I tend to lean towards them being snake oil. A lot of process and ritual around using them, but for what?
I don't think the models themselves are a good fit for the way these frameworks are being used. It probably goes against their training.
Now we try to poison the context with lots of (for my actual task at hand) useless information so that the model can conform to my superficial song-and-dance process? This seems backwards.
I would argue that we need less context poisoning with useless information. Give the model the most precise information for the actual work to be done and iterate upon that. The song and dance process should happen outside of the context constrained agent.
I see one mention brownfield development. Has anyone with experience using these frameworks fired up Claude Code on enterprise software and had confident results? I have unchecked access to Claude Code at work and based on personal agentic coding I’m sure they do aid it. I have decent but not consistent results with my own “system” in our code base. At least until the front end UI components are involved even with Playwright.

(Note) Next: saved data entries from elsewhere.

impl<'a> KubernetesClusterState<'a> {
    fn counts(&self) -> [&ValueNumber; 8] {
        [
            &self.minimal_nodes,
            &self.maximal_nodes,
            &self.control_plane_cpu_cores,
            &self.control_plane_memory_gb,
            &self.control_plane_storage_gb,
            &self.node_cpu_cores,
            &self.node_memory_gb,
            &self.node_storage_gb,
        ]
    }

    pub fn checks(&self, attr_path: AttributePath) -> Vec<(AttributePath, Error)> {
        let mut failed = Vec::new();

        for (name, value) in COUNTS.into_iter().zip(self.counts()) {
            if let Err(err) = number::<u32>(name, value) {
                failed.push((attr_path.clone().attribute(name), err));
            }
        }
        if let (Value::Value(minimal), Value::Value(maximal)) = (&self.minimal_nodes, &self.maximal_nodes) {
            if maximal < minimal {
                failed.push((
                    attr_path.clone().attribute("maximal_nodes"),
                    Error::validation("maximal_nodes cannot be lower than minimal_nodes"),
                ));
            }
        }

        for (name, list) in [("vips", &self.vips), ("endpoints", &self.endpoints)] {
            for (index, address) in list.iter().flatten().enumerate() {
                if let Some(address) = address.as_deref_option() {
                    if let Err(err) = parse_ip(address) {
                        failed.push((attr_path.clone().attribute(name).index(index as i64), err));
                    }
                }
            }
        }
        if let Value::Value(vips) = &self.vips {
            if vips.is_empty() {
                failed.push((
                    attr_path.clone().attribute("vips"),
                    Error::validation("at least one VIP is required"),
                ));
            }
        }

        failed
    }

    pub fn spec(&self) -> Result<KubernetesClusterCreate> {
        if let Some((_, err)) = self.checks(AttributePath::root()).into_iter().next() {
            return Err(err);
        }
        let mut counts = [0u32; 8];
        for ((count, name), value) in counts.iter_mut().zip(COUNTS).zip(self.counts()) {
            *count = number(name, value)?;
        }
        let [minimal_nodes, maximal_nodes, control_plane_cpu_cores, control_plane_memory_gb, control_plane_storage_gb, node_cpu_cores, node_memory_gb, node_storage_gb] =
            counts;

        Ok(KubernetesClusterCreate {
            settings: KubernetesClusterUpdate {
                name: self.name.as_str().to_owned(),
                version: self.version.as_str().to_owned(),
                minimal_nodes,
                maximal_nodes,
                auto_update: self.auto_update.unwrap_or_default(),
                auto_scale_enabled: self.auto_scale_enabled.unwrap_or_default(),
                control_plane_cpu_cores,
                control_plane_memory_gb,
                control_plane_storage_gb,
                node_cpu_cores,
                node_memory_gb,
                node_storage_gb,
                compute_cluster: self.compute_cluster.as_str().to_owned(),
                high_available_control_plane: self.high_available_control_plane.unwrap_or_default(),
            },
            cni: self.cni.as_str().to_owned(),
            network: self.network.as_str().to_owned(),
            vips: strings(&self.vips),
            endpoints: strings(&self.endpoints),
        })
    }

    /// Mark the values computed by the platform as unknown
    pub fn plan_computed(&mut self, prior: Option<&Self>) {
        match prior {
            None => {
                self.id = Value::Unknown;
                self.state = Value::Unknown;
                self.reference = Value::Unknown;
                self.kubeconfig = Value::Unknown;
                unknown_if_null(&mut self.version);
                unknown_if_null(&mut self.maximal_nodes);
                unknown_if_null(&mut self.auto_update);
                unknown_if_null(&mut self.auto_scale_enabled);
                unknown_if_null(&mut self.cni);
            }
            Some(prior) if *self != *prior => self.state = Value::Unknown,
            Some(_) => (),
        }
    }

    pub fn refresh(&mut self, cluster: &KubernetesCluster, kubeconfig: Option<&str>) {
        self.id = owned(&cluster.id);
        self.name = owned(&cluster.name);
        self.state = owned(&cluster.state);
        self.version = remote_or(&self.version, &cluster.version);
        settle(&mut self.version);
        self.vips = string_list(&cluster.vips);
        self.endpoints = if cluster.endpoints.is_empty() && self.endpoints.is_null() {
            Value::Null
        } else {
            string_list(&cluster.endpoints)
        };
        self.minimal_nodes = Value::Value(cluster.minimal_nodes.into());
        self.maximal_nodes = Value::Value(cluster.maximal_nodes.into());
        self.auto_update = Value::Value(cluster.auto_update);
        self.auto_scale_enabled = Value::Value(cluster.auto_scale_enabled);
        self.control_plane_cpu_cores = Value::Value(cluster.control_plane_cpu_cores.into());
        self.control_plane_memory_gb = Value::Value(cluster.control_plane_memory_gb.into());
        self.control_plane_storage_gb = Value::Value(cluster.control_plane_storage_gb.into());
        self.node_cpu_cores = Value::Value(cluster.node_cpu_cores.into());
        self.node_memory_gb = Value::Value(cluster.node_memory_gb.into());
        self.node_storage_gb = Value::Value(cluster.node_storage_gb.into());
        self.compute_cluster = remote_or(&self.compute_cluster, &cluster.compute_cluster);
        self.cni = remote_or(&self.cni, &cluster.cni);
        settle(&mut self.cni);
        self.high_available_control_plane = Value::Value(cluster.high_available_control_plane);
        self.network = reference(&self.network, &cluster.network, "");
        self.reference = non_empty(&cluster.reference);
        self.kubeconfig = kubeconfig.map_or(Value::Null, |config| owned(config));
    }

    /// State of a cluster known only by its id
    pub fn created(id: &str, planned: &Self) -> Self {
        let mut state = planned.clone();
        state.id = non_empty(id);
        settle(&mut state.state);
        settle(&mut state.reference);
        settle(&mut state.kubeconfig);
        settle(&mut state.version);
        settle(&mut state.maximal_nodes);
        settle(&mut state.auto_update);
        settle(&mut state.auto_scale_enabled);
        settle(&mut state.cni);
        state
    }
}

#[cfg(test)]
mod tests {
    use super::*;

    fn cluster<'a>() -> KubernetesClusterState<'a> {
        KubernetesClusterState {
            name: Value::from("k1"),
            vips: Value::Value(vec![Value::from("10.0.0.10")]),
            minimal_nodes: Value::Value(1),
            maximal_nodes: Value::Value(3),
            control_plane_cpu_cores: Value::Value(2),
            control_plane_memory_gb: Value::Value(4),
            control_plane_storage_gb: Value::Value(25),
            node_cpu_cores: Value::Value(4),
            node_memory_gb: Value::Value(8),
            node_storage_gb: Value::Value(50),
            compute_cluster: Value::from("express"),
            high_available_control_plane: Value::Value(false),
            network: Value::from("lan"),
            ..Default::default()
        }
    }

    #[test]
    fn counts_are_carried_in_order() {
        let spec = cluster().spec().unwrap();
        assert_eq!(spec.settings.minimal_nodes, 1);
        assert_eq!(spec.settings.maximal_nodes, 3);
        assert_eq!(spec.settings.control_plane_storage_gb, 25);
        assert_eq!(spec.settings.node_storage_gb, 50);
        assert_eq!(spec.vips, vec![String::from("10.0.0.10")]);
        assert!(spec.endpoints.is_empty());
    }

    #[test]
    fn invalid_addresses_and_node_bounds_are_reported() {
        let mut state = cluster();
        state.maximal_nodes = Value::Value(0);
        state.endpoints = Value::Value(vec![Value::from("10.0.0.20"), Value::from("nowhere")]);
        let paths: Vec<_> = state
            .checks(AttributePath::root())
            .into_iter()
            .map(|(path, _)| path)
            .collect();
        assert_eq!(
            paths,
            vec![
                AttributePath::new("maximal_nodes"),
                AttributePath::new("endpoints").index(1),
            ]
        );
    }

    #[test]
    fn refresh_keeps_network_name_and_drops_missing_kubeconfig() {
        let remote = KubernetesCluster {
            id: String::from("k8s-1"),
            name: String::from("k1"),
            state: String::from("READY"),
            vips: vec![String::from("10.0.0.10")],
            network: String::from("5f1e5c6b7d8e9f0a1b2c3d4e"),
            cni: String::from("calico"),
            ..Default::default()
        };
        let mut state = cluster();
        state.refresh(&remote, None);
        assert_eq!(state.network, Value::from("lan"));
        assert_eq!(state.cni, Value::from("calico"));
        assert_eq!(state.kubeconfig, Value::Null);
        assert_eq!(state.endpoints, Value::Null);

        let mut imported = KubernetesClusterState::default();
        imported.refresh(&remote, Some("apiVersion: v1"));
        assert_eq!(imported.network, Value::from("5f1e5c6b7d8e9f0a1b2c3d4e"));
        assert_eq!(imported.kubeconfig, Value::from("apiVersion: v1"));
    }

    #[test]
    fn refresh_is_stable() {
        let remote = KubernetesCluster {
            id: String::from("k8s-1"),
            name: String::from("k1"),
            state: String::from("READY"),
            version: String::from("1.29"),
            vips: vec![String::from("10.0.0.10")],
            endpoints: vec![String::from("10.0.0.20")],
            minimal_nodes: 1,
            maximal_nodes: 3,
            network: String::from("5f1e5c6b7d8e9f0a1b2c3d4e"),
            reference: String::from("k1-ref"),
            ..Default::default()
        };
        let mut state = cluster();
        state.refresh(&remote, Some("apiVersion: v1"));
        assert_eq!(state.endpoints, Value::Value(vec![Value::from("10.0.0.20")]));

        let mut again = state.clone();
        again.refresh(&remote, Some("apiVersion: v1"));
        assert_eq!(again, state);
    }
}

But I’m curious — how much litter is left behind? How is your coworker tolerance? How large are your pull requests? What is your inference cost? How do these manage parallel?
The README documentation for many have a mix of fevered infomercial, system specific jargon, emoji splatter and someone’s dad’s very specific toolbox organization approach only he understands. Some feel like they’re setting the stage to sell something…trademarked!? Won’t Anthropic and others just incorporate the best of the bunch into their CLI tools in time?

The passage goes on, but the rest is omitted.